The plasma cholesteryl ester transfer protein (CETP) mediates the transfer of cholesteryl ester from high density lipoprotein to other lipoproteins. The human DETP gene produces two forms of mRNA, with or without exon 9 (E9)-derived sequences. To study the function and regulation of alternative splicing the CETP gene, transgenic mice were prepared 1) with the metallothionein (mT) promoter driving an E9-deleted construct (mT.CETP(-E9) transgene), and 2) with the natural flanking regions (NFR) controlling expression of genomic sequences which permit alternative splicing of E9 (NFR.CETP(+/-E9) transgene).
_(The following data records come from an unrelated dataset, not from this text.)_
use std::sync::{Arc, Mutex};

use approx::assert_abs_diff_eq;
use curvefit::{
    CurveFit, Data, Error, ParameterSpec,
    core::{Action, Iteration, OptimizeResult, Persist},
    registry,
};

const EQUATION: &str = "a * x ^ 3 + b * y ^2 + c * z";

fn linspace(start: f64, stop: f64, n: usize) -> Vec<f64> {
    let step = (stop - start) / (n - 1) as f64;
    (0..n).map(|i| start + step * i as f64).collect()
}

/// Target generated by the equation itself at `a = b = c = 1`.
fn cubic() -> CurveFit {
    let x = linspace(0.0, 1.0, 100);
    let target = x.iter().map(|v| v.powi(3) + v.powi(2) + v).collect();
    let data = Data::from([
        ("x".to_owned(), x.clone()),
        ("y".to_owned(), x.clone()),
        ("z".to_owned(), x),
    ]);

    let mut fit = CurveFit::new(EQUATION, data, target)
        .initial("a", 1.5)
        .initial("b", 0.5)
        .initial("c", 2.0);
    for name in ["a", "b", "c"] {
        fit = fit.bound(name, (0.0, 2.0)).spread(name, 0.1);
    }
    fit
}

#[test]
fn evolution_strategy_recovers_known_parameters() {
    let result = cubic()
        .option("maxiter", 1000)
        .option("maxfun", 10_000)
        .option("n_jobs", 1)
        .option("seed", 42)
        .option("verbose", -9)
        .fit()
        .unwrap();

    assert!(result.fun < 1e-5, "fun = {}", result.fun);
    for value in &result.x {
        assert_abs_diff_eq!(*value, 1.0, epsilon = 0.1);
    }

    assert_eq!(result.optimize_keys, ["a", "b", "c"]);
    assert_eq!(result.parameters["b"], result.x[1]);
    assert!(result.evals_best.is_some());
    assert!(result.duration > 0.0);
}

/// The start of `c` sits on its upper bound, so every method has to move
/// off the boundary to find the fit.
#[test]
fn local_search_runs_end_to_end() {
    // Derivative-free methods get close; the gradient methods see the kink of
    // the RMS at an exact fit and stop earlier.
    let methods = [
        ("Scipy-NelderMead", 1e-6),
        ("Scipy-Powell", 1e-6),
        ("Scipy-LBFGSB", 1e-2),
        ("Scipy-TNC", 1e-2),
    ];

    for (method, tolerance) in methods {
        let result = cubic()
            .method(method)
            .option("maxiter", 5000)
            .option("maxfun", 20_000)
            .option("fatol", 1e-12)
            .option("ftol", 1e-12)
            .fit_with(&registry::builtin())
            .unwrap();

        assert!(result.fun < tolerance, "{method}: fun = {}", result.fun);
        assert!(result.message.is_some());
        assert_eq!(result.maxcv, Some(0.0));
        assert_eq!(result.optimize_keys, ["a", "b", "c"]);
        for (name, (lo, hi)) in ["a", "b", "c"].iter().zip([(0.0, 2.0); 3]) {
            let value = result.parameters[*name];
            assert!((lo..=hi).contains(&value), "{method}: {name} = {value}");
        }
    }
}

#[test]
fn derivative_free_searches_recover_known_parameters() {
    for method in ["Scipy-NelderMead", "Scipy-Powell"] {
        let result = cubic()
            .method(method)
            .option("maxiter", 5000)
            .option("maxfun", 20_000)
            .option("fatol", 1e-12)
            .option("ftol", 1e-12)
            .fit_with(&registry::builtin())
            .unwrap();

        for value in &result.x {
            assert_abs_diff_eq!(*value, 1.0, epsilon = 1e-2);
        }
    }
}

#[test]
fn callbacks_follow_the_run_through_the_registry() {
    let seen = Arc::new(Mutex::new(0));
    let count = Arc::clone(&seen);

    let implementation = registry::resolve("PYCMA-CMAES").unwrap();
    let x0 = vec![1.5, 0.5, 2.0];
    let objective = curvefit::core::Objective::new(|x: &[f64]| {
        Ok::<_, std::convert::Infallible>(x.iter().map(|v| (v - 1.0).powi(2)).sum())
    });
    let problem = curvefit::core::Problem::new(objective, x0)
        .option("seed", 5)
        .option("verbose", -9)
        .callback(move |it: &Iteration<'_>| {
            *count.lock().unwrap() += 1;
            (it.iteration == 20).then_some(Action::StopEarly)
        });

    let result = implementation.fmin(problem).unwrap();
    assert_eq!(result.nit, 20);
    assert_eq!(*seen.lock().unwrap(), 20);
}

#[test]
fn missing_parameter_spec_fails_before_optimizing() {
    let fit = cubic();
    let mut data = Data::new();
    data.insert("x".to_owned(), linspace(0.0, 1.0, 100));
    data.insert("y".to_owned(), linspace(0.0, 1.0, 100));
    data.insert("z".to_owned(), linspace(0.0, 1.0, 100));

    let error = CurveFit::new(format!("{EQUATION} + d"), data, vec![0.0; 100])
        .initial("a", 1.0)
        .initial("b", 1.0)
        .initial("c", 1.0)
        .fit()
        .unwrap_err();
    assert!(matches!(
        error,
        Error::MissingParameterSpec { ref name, spec: ParameterSpec::Initial } if name == "d"
    ));

    let error = fit.method("Scipy-Bogus").fit().unwrap_err();
    assert!(matches!(
        error,
        Error::Optimizer(curvefit::core::Error::UnknownOptimizer { .. })
    ));
}

#[test]
fn results_persist_with_their_labels() {
    let result = cubic()
        .method("Scipy-Powell")
        .fit_with(&registry::builtin())
        .unwrap();

    let restored = OptimizeResult::from_bytes(&result.to_bytes().unwrap()).unwrap();
    assert_eq!(restored, result);
    assert_eq!(restored.optimize_keys, ["a", "b", "c"]);
}
use curvefit_core::BoxError;

use super::ConfigError;

/// Errors that can occur during an evolution strategy run.
#[derive(Debug, thiserror::Error)]
pub enum Error {
    #[error("invalid config: {0}")]
    Config(#[from] ConfigError),

    #[error("start point must not be empty")]
    EmptyStart,

    #[error("{what} has {got} entries, expected {expected}")]
    Dimension {
        what: &'static str,
        got: usize,
        expected: usize,
    },

    #[error("initial step size must be finite and positive")]
    StepSize,

    #[error("objective error: {0}")]
    Objective(BoxError),

    #[error("failed to start worker pool")]
    ThreadPool(#[from] rayon::ThreadPoolBuildError),
}
/// Why a local search ended.
///
/// The numeric codes are stable and are reported as [`Solution::status`].
#[derive(Debug, Clone, Copy, PartialEq, Eq)]
pub enum Status {
    /// The method's convergence test passed.
    Converged,

    /// The evaluation budget was used up.
    EvaluationLimit,

    /// The iteration limit was reached.
    IterationLimit,

    /// Stopped early due to an observer decision.
    StoppedByObserver,

    /// The method stopped for another reason, such as a failed line search.
    Abnormal,
}

impl Status {
    #[must_use]
    pub fn code(self) -> i64 {
        match self {
            Self::Converged => 0,
            Self::EvaluationLimit => 1,
            Self::IterationLimit => 2,
            Self::StoppedByObserver => 3,
            Self::Abnormal => 4,
        }
    }

    fn message(self) -> &'static str {
        match self {
            Self::Converged => "Optimization terminated successfully.",
            Self::EvaluationLimit => "Maximum number of function evaluations has been exceeded.",
            Self::IterationLimit => "Maximum number of iterations has been exceeded.",
            Self::StoppedByObserver => "Stopped by the callback.",
            Self::Abnormal => "Abnormal termination.",
        }
    }
}

/// The outcome of a local search.
#[derive(Debug, Clone, PartialEq)]
pub struct Solution {
    /// Best point evaluated.
    pub x: Vec<f64>,

    /// Objective value at `x`.
    pub fun: f64,

    pub success: bool,

    /// Numeric form of [`Solution::reason`].
    pub status: i64,

    pub reason: Status,

    /// Human-readable description of the exit.
    pub message: String,

    /// Objective evaluations, including finite-difference probes.
    pub nfev: usize,

    /// Gradient evaluations, for methods that use gradients.
    pub njev: Option<usize>,

    /// Hessian evaluations, for methods that use Hessians.
    pub nhev: Option<usize>,

    /// Completed iterations.
    pub nit: usize,

    /// Last gradient, for methods that use gradients.
    pub jac: Option<Vec<f64>>,

    /// Last Hessian, for methods that use Hessians.
    pub hess: Option<Vec<Vec<f64>>>,

    /// Largest bound violation at `x`, for bounded runs.
    pub maxcv: Option<f64>,
}

impl Solution {
    pub(super) fn new(reason: Status, detail: Option<String>, x: Vec<f64>, fun: f64) -> Self {
        let message = match detail {
            Some(detail) => format!("{} {detail}", reason.message()),
            None => reason.message().to_owned(),
        };
        Self {
            x,
            fun,
            success: reason == Status::Converged,
            status: reason.code(),
            reason,
            message,
            nfev: 0,
            njev: None,
            nhev: None,
            nit: 0,
            jac: None,
            hess: None,
            maxcv: None,
        }
    }
}
//! Covariance matrix adaptation evolution strategy (CMA-ES).
//!
//! # Algorithm
//!
//! Each generation samples λ candidates from a multivariate normal
//! distribution `N(m, σ² C)`, ranks them by objective value, and moves the
//! mean toward the best μ of them. The covariance `C` learns the shape of the
//! landscape from the successful steps (rank-one and rank-μ updates), and the
//! global step size `σ` follows the length of an evolution path.
//!
//! # When to Use
//!
//! CMA-ES is appropriate when:
//! - The objective is non-convex, noisy, or poorly scaled
//! - Gradients are unavailable
//! - Each evaluation is cheap enough to afford a few thousand of them
//!
//! # Bounds
//!
//! Box bounds are handled by repair: every sample is clamped into the box
//! before it is evaluated, and the ranking adds the squared distance between
//! the raw and the clamped sample. Reported points are always feasible.
//!
//! # Termination
//!
//! A run ends when any criterion in [`Config`] holds, such as `tolfun`, `tolx`,
//! or `tolstagnation`, or when a [`RunLimits`] cap is reached. The criteria
//! that fired are reported in [`Solution::stop`].
//!
//! # Observer Events
//!
//! The strategy emits one [`Event`] per generation. Observers can return
//! [`Action::StopEarly`] to end the run after that generation.

mod action;
mod config;
mod error;
mod event;
mod solution;
mod state;
mod strategy;

#[cfg(test)]
mod tests;

pub use action::Action;
pub use config::{Config, ConfigError, OPTION_KEYS, accepts};
pub use error::Error;
pub use event::Event;
pub use solution::{Solution, Status};
pub use strategy::{CmaEvolutionStrategy, RunLimits};

use curvefit_core::{BoxError, Observer, Options};

/// Minimizes the objective with CMA-ES, starting from `x0` with step size `sigma0`.
///
/// The observer receives an [`Event`] once per generation.
/// See the [module docs](self) for details on termination and observer actions.
///
/// # Errors
///
/// Returns an error if the options or start point are invalid, or if the
/// objective fails during evaluation.
pub fn minimize<F, E, Obs>(
    objective: F,
    x0: &[f64],
    sigma0: f64,
    options: &Options,
    limits: &RunLimits,
    observer: Obs,
) -> Result<Solution, Error>
where
    F: Fn(&[f64]) -> Result<f64, E> + Sync,
    E: Into<BoxError> + Send,
    Obs: for<'a> Observer<Event<'a>, Action>,
{
    let mut strategy = CmaEvolutionStrategy::new(x0, sigma0, options)?;
    Ok(strategy.optimize(objective, limits, observer)?.result())
}

/// Minimizes the objective with CMA-ES without observer support.
///
/// This is a convenience wrapper around [`minimize`] that uses a no-op observer.
///
/// # Errors
///
/// Returns an error if the options or start point are invalid, or if the
/// objective fails during evaluation.
pub fn minimize_unobserved<F, E>(
    objective: F,
    x0: &[f64],
    sigma0: f64,
    options: &Options,
    limits: &RunLimits,
) -> Result<Solution, Error>
where
    F: Fn(&[f64]) -> Result<f64, E> + Sync,
    E: Into<BoxError> + Send,
{
    minimize(objective, x0, sigma0, options, limits, ())
}
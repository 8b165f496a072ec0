/// Emitted once per completed iteration of a local search.
#[derive(Debug, Clone, Copy, PartialEq)]
pub struct Event<'a> {
    /// Completed iterations, starting at 1.
    pub iteration: usize,

    /// Objective evaluations so far, including finite-difference probes.
    pub evaluations: usize,

    /// Best point evaluated so far.
    pub x: &'a [f64],

    /// Objective value at `x`.
    pub fun: f64,
}
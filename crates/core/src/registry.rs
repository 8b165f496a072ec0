//! Selecting optimizers by string identifier.
//!
//! A [`Registry`] maps identifiers to [`Implementation`] handles. Lookups by
//! instance match on the optimizer's concrete type, not on object identity,
//! and return the first identifier registered for that type.
//!
//! There is no removal operation. Registering an existing identifier again
//! replaces its implementation in place.

use std::any::{TypeId, type_name};

use crate::{BuildOptimizer, Error, OptimizeResult, Optimizer, Problem};

type Factory = fn(Problem) -> Result<Box<dyn Optimizer>, Error>;

/// A registrable optimizer type: its identity plus a way to build it.
#[derive(Debug, Clone, Copy)]
pub struct Implementation {
    type_id: TypeId,
    type_name: &'static str,
    factory: Factory,
}

impl Implementation {
    /// The implementation for optimizer type `T`.
    #[must_use]
    pub fn of<T: BuildOptimizer>() -> Self {
        Self {
            type_id: TypeId::of::<T>(),
            type_name: type_name::<T>(),
            factory: |problem| Ok(Box::new(T::build(problem)?)),
        }
    }

    #[must_use]
    pub fn type_name(&self) -> &'static str {
        self.type_name
    }

    /// Constructs an optimizer for `problem`.
    ///
    /// # Errors
    ///
    /// Returns any error raised while setting up the optimizer.
    pub fn build(&self, problem: Problem) -> Result<Box<dyn Optimizer>, Error> {
        (self.factory)(problem)
    }

    /// Constructs an optimizer for `problem` and runs it.
    ///
    /// # Errors
    ///
    /// Returns any construction or backend error.
    pub fn fmin(&self, problem: Problem) -> Result<OptimizeResult, Error> {
        self.build(problem)?.optimize()
    }

    /// Whether `optimizer` is an instance of this implementation.
    #[must_use]
    pub fn is_instance(&self, optimizer: &dyn Optimizer) -> bool {
        optimizer.as_any().type_id() == self.type_id
    }
}

impl PartialEq for Implementation {
    fn eq(&self, other: &Self) -> bool {
        self.type_id == other.type_id
    }
}

impl Eq for Implementation {}

/// Identifier to implementation mapping, in registration order.
#[derive(Debug, Clone, Default)]
pub struct Registry {
    entries: Vec<(String, Implementation)>,
}

impl Registry {
    #[must_use]
    pub fn new() -> Self {
        Self::default()
    }

    /// Registers `implementation` under `name`, replacing any previous entry.
    ///
    /// Returns the implementation so registration can be chained or stored.
    pub fn register(&mut self, name: impl Into<String>, implementation: Implementation) -> Implementation {
        let name = name.into();
        log::debug!("registering optimizer `{name}` as {}", implementation.type_name);

        match self.entries.iter_mut().find(|(n, _)| *n == name) {
            Some(entry) => entry.1 = implementation,
            None => self.entries.push((name, implementation)),
        }
        implementation
    }

    /// Registers optimizer type `T` under `name`.
    pub fn register_type<T: BuildOptimizer>(&mut self, name: impl Into<String>) -> Implementation {
        self.register(name, Implementation::of::<T>())
    }

    /// Looks up the implementation registered under `name`.
    ///
    /// # Errors
    ///
    /// Returns [`Error::UnknownOptimizer`] if nothing is registered under `name`.
    pub fn resolve(&self, name: &str) -> Result<Implementation, Error> {
        self.entries
            .iter()
            .find(|(n, _)| n == name)
            .map(|(_, implementation)| *implementation)
            .ok_or_else(|| Error::UnknownOptimizer {
                name: name.to_owned(),
            })
    }

    /// Finds the first identifier whose implementation `optimizer` belongs to.
    ///
    /// # Errors
    ///
    /// Returns [`Error::UnregisteredInstance`] if no entry matches.
    pub fn name_of(&self, optimizer: &dyn Optimizer) -> Result<&str, Error> {
        self.entries
            .iter()
            .find(|(_, implementation)| implementation.is_instance(optimizer))
            .map(|(name, _)| name.as_str())
            .ok_or_else(|| Error::UnregisteredInstance {
                type_name: optimizer.type_name(),
            })
    }

    #[must_use]
    pub fn contains(&self, name: &str) -> bool {
        self.entries.iter().any(|(n, _)| n == name)
    }

    /// Registered identifiers in registration order.
    pub fn names(&self) -> impl Iterator<Item = &str> {
        self.entries.iter().map(|(name, _)| name.as_str())
    }

    #[must_use]
    pub fn len(&self) -> usize {
        self.entries.len()
    }

    #[must_use]
    pub fn is_empty(&self) -> bool {
        self.entries.is_empty()
    }
}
With zinc induction, the mT.CETP(-E9) transgene gave rise to abundant E9-deleted CETP mRNA in liver and small intestine, but only relatively small amounts of E9-deleted protein were found in plasma. The E9-deleted form of CETP was inactive in lipid transfer and produced no changes in plasma lipoprotein profile. The NFR.CETP(+/-E9) transgene gave rise to full-length (FL) and E9-deleted forms of CETP mRNA in liver and spleen. In response to hypercholesterolemia induced by diet and breeding into an apoE gene knock-out background, the FL CETP mRNA was induced more than the E9-deleted mRNA, resulting in a 2-fold increase in ratio of FL/E9-deleted mRNA. The expression of CETP mRNA was found to be developmentally regulated. In NFR.CETP(+/-E9) transgenic mice CETP mRNA levels were markedly increased in the liver and small intestine in the perinatal period and decreased in adult mice, whereas CETP mRNA in the spleen was low in perinatal mice and increased in adults. The developmental increase in CETP mRNA in the liver and spleen was preceded by an increased ratio of FL/E9-deleted forms. Thus, the E9-deleted mRNA appears to be poorly translated and/or secreted, and the cognate protein is inactive in lipid transfer and lipoprotein metabolism. CETP gene expression was found to be highly regulated in a tissue-specific fashion during development. Increased CETP gene expression during development or in response to hypercholesterolemia is associated with preferential accumulation of the full-length CETP mRNA.